On 5-6 March 2011, the Palestine Society at the School of Oriental and African Studies (SOAS) in London will hold its seventh annual conference, "Past is Present: Settler Colonialism in Palestine." This year`s conference aims to understand Zionism as a settler colonial project which has, for more than a century, subjected Palestine and Palestinians to a structural and violent form of destruction, dispossession, land appropriation and erasure in the pursuit of a new Jewish Israeli society. By organizing this conference, we hope to reclaim and revive the settler colonial paradigm and to outline its potential to inform and guide political strategy and mobilization.

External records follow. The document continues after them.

#[cfg(test)]
mod tests {
    use std::time::Duration;

    use rust_decimal_macros::dec;
    use serde_json::json;
    use tokio::{
        io::{AsyncReadExt, AsyncWriteExt},
        net::TcpListener,
    };

    use crate::{
        api::{QuoteSource, StocksApi},
        test::fixtures::quote_value,
    };

    /// Serves one canned HTTP response and returns the server's base URL.
    async fn serve_once(status: &'static str, body: String) -> String {
        let listener = TcpListener::bind("127.0.0.1:0").await.unwrap();
        let addr = listener.local_addr().unwrap();

        tokio::spawn(async move {
            let (mut socket, _) = listener.accept().await.unwrap();
            let mut buf = [0u8; 4096];
            let _ = socket.read(&mut buf).await;
            let response = format!(
                "HTTP/1.1 {}\r\nContent-Type: application/json\r\nContent-Length: {}\r\nConnection: close\r\n\r\n{}",
                status,
                body.len(),
                body
            );
            let _ = socket.write_all(response.as_bytes()).await;
            let _ = socket.shutdown().await;
        });

        format!("http://{}", addr)
    }

    #[tokio::test]
    async fn get_quotes_works() {
        let mut second = quote_value();
        second["serial_number"] = json!("02");
        second["symbol"] = json!("XYZ");
        let body = json!([quote_value(), second]).to_string();

        let url = serve_once("200 OK", body).await;
        let api = StocksApi::new(&url, Some(Duration::from_secs(5))).unwrap();
        let quotes = api.fetch_quotes().await.unwrap();

        assert_eq!(quotes.len(), 2);
        assert_eq!(quotes[0].symbol(), "ABC");
        assert_eq!(*quotes[0].previous_close(), dec!(9.5));
        assert_eq!(quotes[1].serial_number(), "02");
    }

    #[tokio::test]
    async fn trailing_slash_in_base_url() {
        let url = serve_once("200 OK", String::from("[]")).await;
        let api = StocksApi::new(&format!("{}/", url), None).unwrap();

        assert!(api.get_quotes().await.unwrap().is_empty());
    }

    #[tokio::test]
    async fn server_error_fails() {
        let url = serve_once("500 Internal Server Error", String::from("[]")).await;
        let api = StocksApi::new(&url, None).unwrap();

        let err = api.get_quotes().await.unwrap_err();
        assert!(err.to_string().contains("500"));
    }

    #[tokio::test]
    async fn malformed_json_fails() {
        let url = serve_once("200 OK", String::from("[{\"symbol\":")).await;
        let api = StocksApi::new(&url, None).unwrap();

        assert!(api.get_quotes().await.is_err());
    }

    #[tokio::test]
    async fn non_array_body_fails() {
        let url = serve_once("200 OK", json!({ "error": "busy" }).to_string()).await;
        let api = StocksApi::new(&url, None).unwrap();

        let err = api.get_quotes().await.unwrap_err();
        assert!(err.to_string().contains("not an array"));
    }

    #[tokio::test]
    async fn one_bad_item_fails_whole_response() {
        let mut broken = quote_value();
        broken["last_price"] = json!(null);
        let body = json!([quote_value(), broken]).to_string();

        let url = serve_once("200 OK", body).await;
        let api = StocksApi::new(&url, None).unwrap();

        assert!(api.get_quotes().await.is_err());
    }

    #[tokio::test]
    async fn out_of_range_number_names_the_quote() {
        let mut broken = quote_value();
        broken["symbol"] = json!("XYZ");
        broken["last_price"] = json!(1e30);
        let body = json!([quote_value(), broken]).to_string();

        let url = serve_once("200 OK", body).await;
        let api = StocksApi::new(&url, None).unwrap();

        let err = api.get_quotes().await.unwrap_err();
        assert!(err.to_string().contains("item 1, symbol XYZ"));
    }

    #[tokio::test]
    async fn unreachable_server_fails() {
        let listener = TcpListener::bind("127.0.0.1:0").await.unwrap();
        let addr = listener.local_addr().unwrap();
        drop(listener);

        let api = StocksApi::new(&format!("http://{}", addr), Some(Duration::from_secs(2))).unwrap();

        assert!(api.get_quotes().await.is_err());
    }
}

The Israeli-Palestinian conflict is often described as unique and exceptional with little resemblance to other historical or ongoing colonial conflicts. Yet, for Zionism, like other settler colonial projects such as the British colonization of Ireland or European settlement of North America, South Africa or Australia, the imperative is to control the land and its resources -- and to displace the original inhabitants. Indeed, as conference keynote speaker Patrick Wolfe, one of the foremost scholars on settler colonialism and professor at La Trobe University in Victoria, Australia, argues, "the logic of this project, a sustained institutional tendency to eliminate the Indigenous population, informs a range of historical practices that might otherwise appear distinct--invasion is a structure not an event."[i]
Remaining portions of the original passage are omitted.